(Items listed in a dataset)
=== Begin Enclosure ===

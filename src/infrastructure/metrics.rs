// Copyright (c) 2025 Kirky.X
//
// Licensed under the MIT License
// See LICENSE file in the project root for full license information.

use metrics::{describe_counter, describe_histogram};
use metrics_exporter_prometheus::PrometheusBuilder;
use std::net::SocketAddr;
use tracing::{info, warn};

use crate::config::settings::MetricsSettings;

/// 初始化 Prometheus 指标导出
pub fn init_metrics(settings: &MetricsSettings) {
    if !settings.enabled {
        info!("Metrics exporter disabled");
        return;
    }

    let addr: SocketAddr = match settings.listen_addr.parse() {
        Ok(addr) => addr,
        Err(e) => {
            warn!("Invalid metrics address {}: {}", settings.listen_addr, e);
            return;
        }
    };

    // Ignore error if address is already in use (for development/testing)
    if let Err(e) = PrometheusBuilder::new().with_http_listener(addr).install() {
        warn!("Failed to install Prometheus recorder: {}. This might happen if the port is already in use.", e);
        return;
    }

    describe_counter!(
        "instagram_scrape_requests_total",
        "Total number of Instagram feed requests"
    );
    describe_counter!(
        "instagram_scrape_failures_total",
        "Total number of failed Instagram feed requests"
    );
    describe_counter!(
        "instagram_scrape_posts_total",
        "Total number of posts returned"
    );
    describe_histogram!(
        "instagram_upstream_duration_seconds",
        "Duration of upstream profile requests in seconds"
    );

    info!("Metrics exporter listening on {}", addr);
}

=== End Enclosure ===

#### [PROBLEM REQUIREMENTS]
Reproduce each record exactly as it appears.

#### [TASK RESPONSE]
filename src/infrastructure/metrics.rs
// Copyright (c) 2025 Kirky.X
//
// Licensed under the MIT License
// See LICENSE file in the project root for full license information.

use metrics::{describe_counter, describe_histogram};
use metrics_exporter_prometheus::PrometheusBuilder;
use std::net::SocketAddr;
use tracing::{info, warn};

use crate::config::settings::MetricsSettings;

/// 初始化 Prometheus 指标导出
pub fn init_metrics(settings: &MetricsSettings) {
    if !settings.enabled {
        info!("Metrics exporter disabled");
        return;
    }

    let addr: SocketAddr = match settings.listen_addr.parse() {
        Ok(addr) => addr,
        Err(e) => {
            warn!("Invalid metrics address {}: {}", settings.listen_addr, e);
            return;
        }
    };

    // Ignore error if address is already in use (for development/testing)
    if let Err(e) = PrometheusBuilder::new().with_http_listener(addr).install() {
        warn!("Failed to install Prometheus recorder: {}. This might happen if the port is already in use.", e);
        return;
    }

    describe_counter!(
        "instagram_scrape_requests_total",
        "Total number of Instagram feed requests"
    );
    describe_counter!(
        "instagram_scrape_failures_total",
        "Total number of failed Instagram feed requests"
    );
    describe_counter!(
        "instagram_scrape_posts_total",
        "Total number of posts returned"
    );
    describe_histogram!(
        "instagram_upstream_duration_seconds",
        "Duration of upstream profile requests in seconds"
    );

    info!("Metrics exporter listening on {}", addr);
}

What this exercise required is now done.